Covid-19 update: 22 May

22 May 2020 Steve Brown

However, the NHS and care systems continue to face significant challenges. The NHS needs to meet the needs of Covid-positive patients, maintain capacity against further increases and a possible second peak, and steadily increase the amount of non-Covid activity it can undertake in parallel, while maintaining segregation and good infection control.HFMA Covid-19

But if the NHS is more in control of the virus, there also appear to be more people who think the time is right to start reviewing the national response to date.

With many opinions for and against the government performance, the National Audit Office will provide a factual basis for assessment. This week it began a programme of work to support Parliament’s scrutiny of the government response with the publication of an overview report.

This is a starter-for-ten of a report setting out simply the facts and figures of the response to date. The headlines of this response include £124bn of spending or commitments including £6.6bn for health and social care, £15.8bn for other public services, £19.5bn to support individuals and £82.2bn to support businesses. It does not assess the value for money or effectiveness of the various programmes.

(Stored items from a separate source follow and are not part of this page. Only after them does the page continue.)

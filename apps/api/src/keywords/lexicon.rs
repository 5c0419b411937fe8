//! Word lists backing `RuleBasedAnalyzer`. All entries are lowercase.

pub const STOPWORDS: &[&str] = &[
    "a", "about", "above", "across", "after", "again", "against", "all", "also", "among", "an",
    "and", "any", "are", "around", "as", "at", "because", "before", "below", "between", "both",
    "but", "by", "can", "could", "down", "during", "each", "e.g", "etc", "every", "few", "for",
    "from", "further", "he", "her", "here", "hers", "him", "his", "how", "i", "i.e", "if", "in",
    "into", "it", "its", "me", "might", "mine", "more", "most", "must", "my", "myself", "no",
    "nor", "not", "of", "off", "on", "once", "only", "onto", "or", "other", "our", "ours",
    "ourselves", "out", "over", "per", "same", "shall", "she", "should", "so", "some", "such",
    "than", "that", "the", "their", "theirs", "them", "themselves", "then", "there", "these",
    "they", "this", "those", "through", "to", "too", "under", "until", "up", "upon", "us", "very",
    "via", "we", "what", "when", "where", "which", "while", "who", "whom", "whose", "why", "will",
    "with", "within", "without", "would", "yes", "yet", "you", "your", "yours", "yourself",
];

/// Finite verb forms that never head a noun phrase. Participles ending in
/// `-ing`/`-ed` are handled by suffix instead.
pub const VERBS: &[&str] = &[
    "am", "is", "are", "was", "were", "be", "been", "being", "has", "have", "had", "do", "does",
    "did", "done", "get", "gets", "got", "go", "goes", "went", "gone", "make", "makes", "made",
    "take", "takes", "took", "taken", "work", "works", "lead", "leads", "led", "build", "builds",
    "built", "run", "runs", "ran", "manage", "manages", "develop", "develops", "create", "creates",
    "use", "uses", "join", "joins", "help", "helps", "drive", "drives", "drove", "own", "owns",
    "deliver", "delivers", "improve", "improves", "reduce", "reduces", "increase", "increases",
    "implement", "implements", "collaborate", "collaborates", "ensure", "ensures", "maintain",
    "maintains", "write", "writes", "wrote", "written", "see", "saw", "seen", "know", "knew",
    "known", "seek", "seeks", "want", "wants", "include", "includes", "provide", "provides",
    "analyze", "analyzes", "analyse", "analyses", "lives", "live", "became", "become",
];

pub const ADVERB_SUFFIXES: &[&str] = &["ally", "ively", "ously", "fully", "lessly"];

pub const HONORIFICS: &[&str] = &["mr", "mrs", "ms", "miss", "dr", "prof", "sir", "madam"];

/// Joins two capitalised words into one proper-noun span ("Bank of America").
pub const CONNECTORS: &[&str] = &["of"];

/// A span ending in one of these is an organization.
pub const ORG_SUFFIXES: &[&str] = &[
    "ag", "agency", "analytics", "associates", "bank", "co", "company", "consulting", "corp",
    "corporation", "enterprises", "foundation", "gmbh", "group", "holdings", "inc",
    "incorporated", "industries", "labs", "laboratories", "limited", "llc", "llp", "ltd",
    "networks", "partners", "plc", "pvt", "services", "software", "solutions", "systems",
    "technologies", "technology", "ventures",
];

/// A span containing one of these anywhere is an organization.
pub const ORG_KEYWORDS: &[&str] = &[
    "academy", "bank", "college", "hospital", "institute", "ministry", "school", "university",
];

pub const KNOWN_ORGANIZATIONS: &[&str] = &[
    "accenture", "adobe", "amazon", "apple", "capgemini", "cisco", "cognizant", "deloitte",
    "facebook", "flipkart", "google", "hcl", "ibm", "infosys", "intel", "meta", "microsoft",
    "netflix", "nvidia", "oracle", "paytm", "reliance", "salesforce", "samsung", "sap", "swiggy",
    "tcs", "uber", "wipro", "zomato",
];

pub const PLACES: &[&str] = &[
    // countries and regions
    "australia", "bangladesh", "brazil", "canada", "china", "europe", "france", "germany",
    "india", "indonesia", "ireland", "italy", "japan", "kenya", "malaysia", "mexico", "nepal",
    "netherlands", "new zealand", "nigeria", "pakistan", "philippines", "poland", "portugal",
    "qatar", "russia", "saudi arabia", "singapore", "south africa", "spain", "sri lanka",
    "sweden", "switzerland", "thailand", "uae", "united arab emirates", "united kingdom",
    "united states", "usa", "uk", "vietnam",
    // indian states and cities
    "ahmedabad", "andhra pradesh", "bangalore", "bengaluru", "bhopal", "bhubaneswar",
    "bombay", "calcutta", "chandigarh", "chennai", "coimbatore", "delhi", "goa", "gujarat",
    "gurgaon", "gurugram", "hyderabad", "indore", "jaipur", "karnataka", "kerala", "kochi",
    "kolkata", "lucknow", "madhya pradesh", "madras", "maharashtra", "mumbai", "mysore",
    "nagpur", "new delhi", "noida", "pune", "punjab", "rajasthan", "surat", "tamil nadu",
    "telangana", "thane", "thiruvananthapuram", "uttar pradesh", "vadodara", "visakhapatnam",
    "west bengal",
    // world cities
    "amsterdam", "austin", "barcelona", "beijing", "berlin", "boston", "chicago", "dubai",
    "dublin", "hong kong", "london", "los angeles", "madrid", "melbourne", "munich",
    "new york", "paris", "san francisco", "seattle", "seoul", "shanghai", "sydney", "tokyo",
    "toronto", "vancouver", "zurich",
];

pub const GIVEN_NAMES: &[&str] = &[
    "aarav", "aditi", "aditya", "akash", "alice", "amit", "ananya", "anil", "anjali", "arjun",
    "ashok", "bob", "carlos", "charles", "chris", "daniel", "david", "deepak", "deepika",
    "divya", "elizabeth", "emily", "emma", "gaurav", "george", "harsh", "isha", "james", "jane",
    "jennifer", "jessica", "john", "jose", "karan", "karthik", "kavya", "kiran", "laura",
    "linda", "lisa", "manish", "maria", "mark", "mary", "meera", "michael", "mohammed",
    "mohan", "neha", "nikhil", "nisha", "pooja", "prakash", "pranav", "priya", "rahul", "raj",
    "rajesh", "ravi", "riya", "robert", "rohan", "rohit", "sachin", "sai", "sanjay", "sarah",
    "shreya", "sneha", "sunil", "suresh", "tanvi", "thomas", "vijay", "vikram",
    "william", "yash",
];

Reports downstream will get into more of the detail. These are likely to cover: procurement and supply chains; fraud and error; capitalising on new ways of working; and maintaining focus on existing significant challenges.

Others have been quicker to move to judgement on performance. An article from public health professor Gabriel Scally in the BMJ described the public health response to Covid-19 as ‘too little, too late, too flawed’. The article made a number of recommendations. More public health experts should be recruited to the UK’s Scientific Advisory Group for Emergencies (SAGE) and plans for case finding, testing and community contact tracing should be ‘adequately resourced, decentralised and led by public health teams’, it said.

Health secretary Matt Hancock continued to promote the government’s plans to increase testing capacity to 200,000 test per day and to build an ‘army of contact tracers’ – 21,000 have been recruited to date – to manually trace the contacts of anyone who has had a positive test. This work will be supported by the NHS Covid-19 app, currently being trialled on the Isle of Wight, which will trace the contacts of those with symptoms of the virus, further helping to contain its spread.

Meanwhile the government also announced that health and care staff will be the first to receive antibody tests, after it agreed deals with Roche Diagnostics and Abbott Laboratories. The antibody blood tests check if a person has had coronavirus – as opposed to the swab tests that check for the current presence of the virus.

The NHS Confederation described the announcement as a ‘game changer’. Niall Dickson, the organisation’s chief executive, acknowledged that there were still unknowns. ‘We don’t yet know whether antibodies mean you are immune, and if so, for how long. We also need to know whether those with antibodies can still transmit the virus,’ he said. ‘But this will make a real difference, in understanding how and to whom the virus has spread and because it will help us to answer these pressing questions.’

Welcoming the decision to give health and care staff priority, he said a clear plan was needed for how the tests would be distributed.

NHS Providers was also in reflective mood. In particular, it was keen to rebut suggestions that the NHS had systematically discharged Covid-19 patients to care homes as part of a rapid discharge programme to free-up capacity in hospitals early on in the outbreak.

During the key period, the briefing – Spotlight on …recent NHS discharges into care homes – claimed that care homes were a minority destination. ‘Only 1 in 20 patients discharged from hospital went to a care home for the first time (the figure is 3 in 20 including patients who returned to care home settings),’ the report said.Saffron Cordery

NHS Providers acknowledged that the mortality rate in care homes during the virus outbreak should be subject to a public inquiry. ‘We can see that the failures of testing to date and the supply of personal protective equipment have hit the care sector particularly hard and remain problematic,’ said deputy chief executive Saffron Cordery pictured). ‘This is also indicative of the years of underinvestment, despite repeated government promises to resolve the crisis in social care.’

But the body was clear that the trust sector did not systematically or knowingly discharge Covid patients into care homes and followed national guidance throughout the pandemic. There had been cases of Covid-patients discharged into care homes, but these were on a planned and agreed basis. 

‘While there may have been a small number of asymptomatic patients discharged in the immediate period 17-19 March, this was quickly identified as an issue and appropriate arrangements were put in place,’ the report said.

In its latest update, the Office for National Statistics said that the number of Covid-related deaths in care homes increased as a proportion of all Covid deaths – up to just over 42% in the week to 8 May. Hospital deaths continued to account for more than half of all Covid-related deaths. For the year to date, care home deaths account for 27% of the total.